この作品では下記の事柄を考慮し、3種類の伝統的なタイの織物模様が慎重に選ばれた。 ・Baan Had-SiewのTeen Jok Handicrafts(伝統的なタイの織物を使用) ・Tai Lueの織物(新しくデザインされ、刺繍されたもの) ・Saewの織物(新しく設計され、刺繍されたもの) 模様はコンピュータにコピーされ、適切なサイズにされコンポーネントが作成される。いくつか例外はあるものの、基本的には伝統的な模様に基づいている。その後、コンピュータが搭載されたブラザーPR-1050Xというミシンでデザインパターンに従った刺繍が施される。 完成した織物はベルトシステム上に置かれ、輪になるよう両端が縫い付けられる。
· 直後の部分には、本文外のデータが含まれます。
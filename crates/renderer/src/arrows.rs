//! Wind direction arrows drawn from U/V components.
//!
//! Arrow length is proportional to speed: a vector of magnitude `scale`
//! (in data units) spans the full plot width. Shaft and head proportions
//! are expressed in shaft widths.

use tiny_skia::{FillRule, Paint, PathBuilder, Pixmap, Transform};

use crate::colormap::Color;
use crate::contour::Point;

/// Data units per plot width.
pub const DEFAULT_ARROW_SCALE: f32 = 500.0;

/// Configuration for arrow rendering
#[derive(Debug, Clone)]
pub struct ArrowConfig {
    /// Draw an arrow every `stride` grid points in both directions
    pub stride: usize,
    /// Data units per plot width
    pub scale: f32,
    /// Shaft width as a fraction of the plot width
    pub width_fraction: f32,
    pub head_width: f32,
    pub head_length: f32,
    pub head_axis_length: f32,
    pub color: Color,
}

impl Default for ArrowConfig {
    fn default() -> Self {
        Self {
            stride: 2,
            scale: DEFAULT_ARROW_SCALE,
            width_fraction: 0.002,
            head_width: 3.0,
            head_length: 5.0,
            head_axis_length: 4.5,
            color: Color::BLACK,
        }
    }
}

/// Grid indices `(i, j)` that carry an arrow: every `stride`-th column and
/// row starting from the first.
pub fn arrow_positions(nx: usize, ny: usize, stride: usize) -> Vec<(usize, usize)> {
    let stride = stride.max(1);
    (0..ny)
        .step_by(stride)
        .flat_map(|j| (0..nx).step_by(stride).map(move |i| (i, j)))
        .collect()
}

/// One arrow in pixel space, drawn from its tail.
#[derive(Debug, Clone, Copy, PartialEq)]
pub struct Arrow {
    pub tail: Point,
    /// Pixel offset from tail to tip (y grows downward)
    pub dx: f32,
    pub dy: f32,
}

impl Arrow {
    /// Arrow for a (u, v) vector at `tail`. North-pointing `v` points up.
    pub fn from_uv(tail: Point, u: f32, v: f32, scale: f32, plot_width: f32) -> Arrow {
        let factor = plot_width / scale;
        Arrow {
            tail,
            dx: u * factor,
            dy: -v * factor,
        }
    }

    pub fn length(&self) -> f32 {
        (self.dx * self.dx + self.dy * self.dy).sqrt()
    }

    /// Outline polygon: shaft plus notched head, in pixel coordinates.
    pub fn outline(&self, shaft_width: f32, config: &ArrowConfig) -> Vec<Point> {
        let length = self.length();
        let mut head_length = config.head_length * shaft_width;
        let mut head_axis = config.head_axis_length * shaft_width;
        let mut head_half = config.head_width * shaft_width / 2.0;
        // Short arrows shrink the head to fit
        if length < head_length && head_length > 0.0 {
            let k = length / head_length;
            head_length *= k;
            head_axis *= k;
            head_half *= k;
        }
        let half = shaft_width / 2.0;

        let local = [
            (0.0, -half),
            (length - head_axis, -half),
            (length - head_length, -head_half),
            (length, 0.0),
            (length - head_length, head_half),
            (length - head_axis, half),
            (0.0, half),
        ];

        let (sin, cos) = if length > 0.0 {
            (self.dy / length, self.dx / length)
        } else {
            (0.0, 1.0)
        };
        local
            .iter()
            .map(|&(ax, ay)| {
                Point::new(
                    self.tail.x + ax * cos - ay * sin,
                    self.tail.y + ax * sin + ay * cos,
                )
            })
            .collect()
    }
}

/// Fill arrows onto a pixmap.
pub fn draw_arrows(
    pixmap: &mut Pixmap,
    arrows: &[Arrow],
    config: &ArrowConfig,
    plot_width: f32,
    mask: Option<&tiny_skia::Mask>,
) {
    let shaft_width = (config.width_fraction * plot_width).max(1.0);
    let mut paint = Paint::default();
    paint.set_color(config.color.to_skia());
    paint.anti_alias = true;

    for arrow in arrows.iter().filter(|a| a.length() > 0.0) {
        let outline = arrow.outline(shaft_width, config);
        let Some((first, rest)) = outline.split_first() else {
            continue;
        };
        let mut pb = PathBuilder::new();
        pb.move_to(first.x, first.y);
        for p in rest {
            pb.line_to(p.x, p.y);
        }
        pb.close();
        if let Some(path) = pb.finish() {
            pixmap.fill_path(&path, &paint, FillRule::Winding, Transform::identity(), mask);
        }
    }
}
次に後で上映用にするため、アニメーション制作を真似てフィルムの代わりに織物を使用する。この技術では、制御された速度でベルト上の織物を回転させ、Persistence of Visionを作り出すストロボライトを動作させる。この結果、模様が生き生きとアニメーションに見える。 このアートワークはストロボライトのレートを制御するが、アニメーションの速度と方向は多様な模様やサイズ、ストロボライトのレートに依存する。

仕様

この作品は、サイズ(幅x長さx奥行き)50×70×23cmの3枚の布で構成されている。3D印刷技術を使用したベルト方式を用い、主構造は総重量30kg(3枚)の木材で作成した。

JUDGES, COMMENTS

  • 林千晶
    株式会社ロフトワーク 代表取締役

    織物には、不思議とその土地や人の営みが表されている。何気ない模様やテクスチャに、風土、食生活、文化が自ずと反映されているのだ。タイの伝統的表現が、現代のデジタルファブリケーション技術で再編集されることで、どこか懐かしい未来に出会った感じがする。機織をするタイ女性の息づかいが聞こえてくるようだ。